• _EXERCISE DIRECTIONS_:
Note each line in the data below that holds "format", and copy it.
········
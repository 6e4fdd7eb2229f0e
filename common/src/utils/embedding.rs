use std::{
    collections::hash_map::DefaultHasher,
    hash::{Hash, Hasher},
    str::FromStr,
    sync::Arc,
};

use anyhow::{anyhow, Context, Result};
use async_openai::{types::CreateEmbeddingRequestArgs, Client};
use fastembed::{EmbeddingModel, ModelTrait, TextEmbedding, TextInitOptions};
use tokio::sync::Mutex;
use tracing::{debug, info};

use crate::{
    error::AppError,
    utils::config::{AppConfig, EmbeddingBackend},
};

/// Text used to discover the output dimension of a freshly loaded model.
pub const DIMENSION_PROBE_TEXT: &str = "Hello world!";

#[derive(Clone)]
pub struct EmbeddingProvider {
    inner: EmbeddingInner,
}

#[derive(Clone)]
enum EmbeddingInner {
    OpenAI {
        client: Arc<Client<async_openai::config::OpenAIConfig>>,
        model: String,
        dimensions: u32,
    },
    Hashed {
        dimension: usize,
    },
    FastEmbed {
        model: Arc<Mutex<TextEmbedding>>,
        model_name: EmbeddingModel,
        dimension: usize,
    },
}

impl EmbeddingProvider {
    pub async fn from_config(config: &AppConfig) -> Result<Self, AppError> {
        let provider = match config.embedding_backend {
            EmbeddingBackend::Hashed => Self::new_hashed(config.embedding_dimensions as usize)?,
            EmbeddingBackend::FastEmbed => {
                Self::new_fastembed(config.embedding_model.clone()).await?
            }
            EmbeddingBackend::OpenAI => {
                let client = Arc::new(Client::with_config(
                    async_openai::config::OpenAIConfig::new()
                        .with_api_key(&config.openai_api_key)
                        .with_api_base(&config.openai_base_url),
                ));
                let model = config
                    .embedding_model
                    .clone()
                    .unwrap_or_else(|| "text-embedding-3-small".to_string());
                Self::new_openai(client, model, config.embedding_dimensions)
            }
        };

        Ok(provider)
    }

    pub fn backend_label(&self) -> &'static str {
        match self.inner {
            EmbeddingInner::Hashed { .. } => "hashed",
            EmbeddingInner::FastEmbed { .. } => "fastembed",
            EmbeddingInner::OpenAI { .. } => "openai",
        }
    }

    pub fn dimension(&self) -> usize {
        match &self.inner {
            EmbeddingInner::Hashed { dimension } => *dimension,
            EmbeddingInner::FastEmbed { dimension, .. } => *dimension,
            EmbeddingInner::OpenAI { dimensions, .. } => *dimensions as usize,
        }
    }

    pub fn model_code(&self) -> Option<String> {
        match &self.inner {
            EmbeddingInner::FastEmbed { model_name, .. } => Some(model_name.to_string()),
            EmbeddingInner::OpenAI { model, .. } => Some(model.clone()),
            EmbeddingInner::Hashed { .. } => None,
        }
    }

    /// Embeds the sentinel text once and returns the observed vector length.
    ///
    /// Fails when the model disagrees with the dimension it advertised, since every
    /// entity in the corpus has to share one dimension.
    pub async fn probe_dimension(&self) -> Result<usize, AppError> {
        let probe = self
            .embed(DIMENSION_PROBE_TEXT)
            .await
            .map_err(|err| AppError::Embedding(format!("dimension probe failed: {err}")))?;

        if probe.len() != self.dimension() {
            return Err(AppError::Embedding(format!(
                "model produced {} dimensions, expected {}",
                probe.len(),
                self.dimension()
            )));
        }

        info!(
            backend = self.backend_label(),
            model = self.model_code().as_deref().unwrap_or("none"),
            dimension = probe.len(),
            "embedding dimension probed"
        );
        Ok(probe.len())
    }

    pub async fn embed(&self, text: &str) -> Result<Vec<f32>> {
        self.embed_batch(vec![text.to_owned()])
            .await?
            .into_iter()
            .next()
            .ok_or_else(|| anyhow!("embedding backend returned no vector for input"))
    }

    pub async fn embed_batch(&self, texts: Vec<String>) -> Result<Vec<Vec<f32>>> {
        if texts.is_empty() {
            return Ok(Vec::new());
        }

        match &self.inner {
            EmbeddingInner::Hashed { dimension } => Ok(texts
                .into_iter()
                .map(|text| hashed_embedding(&text, *dimension))
                .collect()),
            EmbeddingInner::FastEmbed { model, .. } => {
                let mut guard = model.lock().await;
                guard
                    .embed(texts, None)
                    .context("generating fastembed batch embeddings")
            }
            EmbeddingInner::OpenAI {
                client,
                model,
                dimensions,
            } => {
                let request = CreateEmbeddingRequestArgs::default()
                    .model(model.clone())
                    .input(texts)
                    .dimensions(*dimensions)
                    .build()?;

                let response = client.embeddings().create(request).await?;

                let embeddings: Vec<Vec<f32>> = response
                    .data
                    .into_iter()
                    .map(|item| item.embedding)
                    .collect();

                debug!(count = embeddings.len(), "openai embeddings received");
                Ok(embeddings)
            }
        }
    }

    pub fn new_openai(
        client: Arc<Client<async_openai::config::OpenAIConfig>>,
        model: String,
        dimensions: u32,
    ) -> Self {
        EmbeddingProvider {
            inner: EmbeddingInner::OpenAI {
                client,
                model,
                dimensions,
            },
        }
    }

    pub async fn new_fastembed(model_override: Option<String>) -> Result<Self> {
        let model_name = if let Some(code) = model_override {
            EmbeddingModel::from_str(&code).map_err(|err| anyhow!(err))?
        } else {
            EmbeddingModel::default()
        };

        let options = TextInitOptions::new(model_name.clone()).with_show_download_progress(true);
        let model_name_for_task = model_name.clone();
        let model_name_code = model_name.to_string();

        let (model, dimension) = tokio::task::spawn_blocking(move || -> Result<_> {
            let model =
                TextEmbedding::try_new(options).context("initialising FastEmbed text model")?;
            let info = EmbeddingModel::get_model_info(&model_name_for_task)
                .ok_or_else(|| anyhow!("FastEmbed model metadata missing for {model_name_code}"))?;
            Ok((model, info.dim))
        })
        .await
        .context("joining FastEmbed initialisation task")??;

        Ok(EmbeddingProvider {
            inner: EmbeddingInner::FastEmbed {
                model: Arc::new(Mutex::new(model)),
                model_name,
                dimension,
            },
        })
    }

    pub fn new_hashed(dimension: usize) -> Result<Self> {
        Ok(EmbeddingProvider {
            inner: EmbeddingInner::Hashed {
                dimension: dimension.max(1),
            },
        })
    }
}

// Helper functions for hashed embeddings
fn hashed_embedding(text: &str, dimension: usize) -> Vec<f32> {
    let dim = dimension.max(1);
    let mut vector = vec![0.0f32; dim];
    if text.is_empty() {
        return vector;
    }

    let mut token_count = 0f32;
    for token in tokens(text) {
        token_count += 1.0;
        let idx = bucket(&token, dim);
        if let Some(slot) = vector.get_mut(idx) {
            *slot += 1.0;
        }
    }

    if token_count == 0.0 {
        return vector;
    }

    let norm = vector.iter().map(|v| v * v).sum::<f32>().sqrt();
    if norm > 0.0 {
        for value in &mut vector {
            *value /= norm;
        }
    }

    vector
}

fn tokens(text: &str) -> impl Iterator<Item = String> + '_ {
    text.split(|c: char| !c.is_alphanumeric())
        .filter(|token| !token.is_empty())
        .map(str::to_lowercase)
}

fn bucket(token: &str, dimension: usize) -> usize {
    let mut hasher = DefaultHasher::new();
    token.hash(&mut hasher);
    (hasher.finish() as usize) % dimension
}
········
• _OUTPUT OF THE EXERCISE_:
            .map_err(|err| AppError::Embedding(format!("dimension probe failed: {err}")))?;
            return Err(AppError::Embedding(format!(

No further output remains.